UNITED STATES
SECURITIES AND EXCHANGE COMMISSION
Washington, D.C. 20549

 

FORM 8-K

 

CURRENT REPORT

 

Pursuant to Section 13 or 15(d) of the Securities Exchange Act of 1934

 

Date of Report (date of earliest event reported):      September 5, 2014

 

 

RF INDUSTRIES, LTD.

(Exact name of registrant as specified in its charter)

 

 

Nevada

(State or Other Jurisdiction of Incorporation)

0-13301

(Commission File Number)

88-0168936

(I.R.S. Employer Identification No.)

 

 

 

7610 Miramar Road, Bldg. 6000

San Diego, California 92126-4202

(Address of Principal Executive Offices)

 

(858) 549-6340

(Registrant’s Telephone Number)

 

 

 


 

Check the appropriate box below if the Form 8-K filing is intended to simultaneously satisfy the filing obligation of the registrant under any of the following provisions:

 

¨ Written communications pursuant to Rule 425 under the Securities Act (17 CFR 230.425)

 

¨ Soliciting material pursuant to Rule 14a-12 under the Exchange Act (17 CFR 240.14a-12)

 

¨ Pre-commencement communications pursuant to Rule 14d-2(b) under the Exchange Act (17 CFR 240.14d-2(b))

 

¨ Pre-commencement communications pursuant to Rule 13e-4(c) under the Exchange Act (17 CFR 240.13e-4(c))

 

 

 

 
 

 

ITEM 5.07 SUBMISSION OF MATTERS TO A VOTE OF SECURITY HOLDERS.

 

Annual Meeting of Stockholders

 

The Annual Meeting of stockholders of RF Industries, Ltd. (“we,” “us,” “our” or the “Company”) was held on September 5, 2014. We filed our definitive proxy statement in connection with the Annual Meeting with the Securities and Exchange Commission on July 17, 2014 (which can be viewed at: www.sec.gov).

 

Our stockholders acted upon the following proposals at the Annual Meeting:

 

·Proposal I: to elect Marvin H. Fink to serve as a Class I Director;

 

·Proposal II: to amend our 2010 Stock Incentive Plan to increase the number of shares of common stock available for issuance from 1,000,000 shares to 1,500,000 shares;

 

·Proposal III: to conduct an advisory vote on the compensation of our named executive officers as disclosed in this proxy statement; and

 

·Proposal IV: to ratify the selection of CohnReznick LLP, as the Company’s independent registered public accounting firm for the fiscal year ending October 31, 2014.

 

Voting Results

 

Proposal I: the results with respect to the election of Marvin H. Fink as director were as follows:

 

“FOR” votes “WITHHELD” votes
 3,839,292  505,548

 

In addition, there were 3,141,820 broker non-votes in connection with this proposal.

 

Proposal II: to amend our 2010 Stock Incentive Plan to increase the number of shares of common stock available for issuance from 1,000,000 shares to 1,500,000 shares, was approved with 3,781,623 “FOR” votes, 541,973 “AGAINST” votes and 21,244 “ABSTAIN” votes.
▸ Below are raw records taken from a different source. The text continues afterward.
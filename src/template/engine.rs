//! Template engine for collector configuration.
//!
//! Templates are written in Tera's Jinja2-style syntax. Every variable from
//! the store is exposed as a string under its own name, and a few reserved
//! names are injected by morio:
//!
//! - `MORIO_DOCS`: boolean, `true` only when rendering a template to read
//!   its embedded documentation
//! - `MORIO_TEMPLATE_SOURCE_FILE`: path of the template being rendered
//! - `MORIO_TEMPLATE_CONTENT`: the rendered body, available to the layout
//!
//! A typical template documents itself in a docs branch:
//!
//! ```text
//! {% if MORIO_DOCS %}
//! about: Collects nginx access logs
//! vars:
//!   local:
//!     NGINX_LOG_PATH: Where nginx writes its access log
//!   defaults:
//!     NGINX_LOG_PATH: /var/log/nginx/access.log
//! {% else %}
//! - module: nginx
//!   access:
//!     var.paths: ["{{ NGINX_LOG_PATH | default(value="/var/log/nginx/access.log") }}"]
//! {% endif %}
//! ```
//!
//! Output is never HTML-escaped. Rendering is a pure function of the
//! template text and the context.

use crate::error::{MorioError, Result};
use std::collections::BTreeMap;
use std::error::Error as _;
use tera::{Context, Tera};

/// Boolean flag selecting documentation mode.
pub const DOCS_FLAG: &str = "MORIO_DOCS";

/// Path of the template being rendered.
pub const SOURCE_FILE_VAR: &str = "MORIO_TEMPLATE_SOURCE_FILE";

/// Rendered body handed to the shared layout.
pub const CONTENT_VAR: &str = "MORIO_TEMPLATE_CONTENT";

/// Whether a render produces configuration or documentation.
#[derive(Debug, Clone, Copy, PartialEq, Eq)]
pub enum RenderMode {
    /// Produce the configuration consumed by a collector.
    Config,
    /// Produce the YAML documentation block of the template.
    Docs,
}

impl RenderMode {
    fn docs_flag(self) -> bool {
        matches!(self, RenderMode::Docs)
    }
}

/// Render `template` (identified by `name` in error messages) against `vars`.
pub fn render_str(
    name: &str,
    template: &str,
    vars: &BTreeMap<String, String>,
    mode: RenderMode,
) -> Result<String> {
    let mut tera = Tera::default();
    tera.autoescape_on(vec![]);
    tera.add_raw_template(name, template)
        .map_err(|e| render_error(name, &e))?;

    let mut context = Context::new();
    for (key, value) in vars {
        context.insert(key.as_str(), value);
    }
    context.insert(DOCS_FLAG, &mode.docs_flag());

    tera.render(name, &context)
        .map_err(|e| render_error(name, &e))
}

/// Tera wraps the useful message in a chain of sources; flatten it.
fn render_error(name: &str, err: &tera::Error) -> MorioError {
    let mut message = format!("{}: {}", name, err);
    let mut source = err.source();
    while let Some(cause) = source {
        message.push_str(&format!(": {}", cause));
        source = cause.source();
    }
    MorioError::TemplateRenderError(message)
}

#[cfg(test)]
mod tests {
    use super::*;

    fn vars<const N: usize>(pairs: [(&str, &str); N]) -> BTreeMap<String, String> {
        pairs
            .into_iter()
            .map(|(k, v)| (k.to_string(), v.to_string()))
            .collect()
    }

    #[test]
    fn test_simple_substitution() {
        let out = render_str(
            "t",
            "level: {{ LEVEL }}",
            &vars([("LEVEL", "info")]),
            RenderMode::Config,
        )
        .unwrap();
        assert_eq!(out, "level: info");
    }

    #[test]
    fn test_default_filter_for_unset_variable() {
        let out = render_str(
            "t",
            r#"level: {{ LEVEL | default(value="warn") }}"#,
            &BTreeMap::new(),
            RenderMode::Config,
        )
        .unwrap();
        assert_eq!(out, "level: warn");
    }

    #[test]
    fn test_docs_flag_selects_branch() {
        let template = "{% if MORIO_DOCS %}docs{% else %}config{% endif %}";
        let config = render_str("t", template, &BTreeMap::new(), RenderMode::Config).unwrap();
        let docs = render_str("t", template, &BTreeMap::new(), RenderMode::Docs).unwrap();
        assert_eq!(config, "config");
        assert_eq!(docs, "docs");
    }

    #[test]
    fn test_no_html_escaping() {
        let out = render_str(
            "t",
            "cmd: {{ CMD }}",
            &vars([("CMD", "a < b && c > 'd'")]),
            RenderMode::Config,
        )
        .unwrap();
        assert_eq!(out, "cmd: a < b && c > 'd'");
    }

    #[test]
    fn test_string_comparison_for_flags() {
        let template = r#"{% if DEBUG == "true" %}debug{% else %}quiet{% endif %}"#;
        let on = render_str("t", template, &vars([("DEBUG", "true")]), RenderMode::Config);
        let off = render_str("t", template, &vars([("DEBUG", "false")]), RenderMode::Config);
        assert_eq!(on.unwrap(), "debug");
        assert_eq!(off.unwrap(), "quiet");
    }

    #[test]
    fn test_malformed_template_is_render_error() {
        let err = render_str("broken.yaml", "{% if %}", &BTreeMap::new(), RenderMode::Config)
            .unwrap_err();
        assert!(matches!(err, MorioError::TemplateRenderError(_)));
        assert!(err.to_string().contains("broken.yaml"));
    }

    #[test]
    fn test_undefined_variable_is_render_error() {
        let err = render_str("t", "{{ MISSING }}", &BTreeMap::new(), RenderMode::Config)
            .unwrap_err();
        assert!(matches!(err, MorioError::TemplateRenderError(_)));
    }

    #[test]
    fn test_render_is_deterministic() {
        let template = "{% for x in [3, 1, 2] %}{{ x }}{% endfor %} {{ A }}{{ B }}";
        let ctx = vars([("A", "a"), ("B", "b")]);
        let first = render_str("t", template, &ctx, RenderMode::Config).unwrap();
        let second = render_str("t", template, &ctx, RenderMode::Config).unwrap();
        assert_eq!(first, second);
        assert_eq!(first, "312 ab");
    }
}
In addition, there were 3,141,820 broker non-votes in connection with this proposal.

 

Proposal III: to conduct an advisory vote on the compensation of our named executive officers as disclosed in this proxy statement, was approved with 4,107,001 “FOR” votes, 213,590 “AGAINST” votes and 24,249 “ABSTAIN” votes. In addition, there were 3,141,820 broker non-votes in connection with this proposal.

 

Proposal IV: to ratify the selection of CohnReznick LLP, as the Company’s independent registered public accounting firm for the fiscal year ending October 31, 2014, was approved with 7,262,095 “FOR” votes, 92,389 “AGAINST” votes and 132,176 “ABSTAIN” votes.

 

 
 

SIGNATURES

 

Pursuant to the requirements of the Securities Exchange Act of 1934, the Registrant has duly caused this report to be signed on its behalf by the undersigned hereunto duly authorized.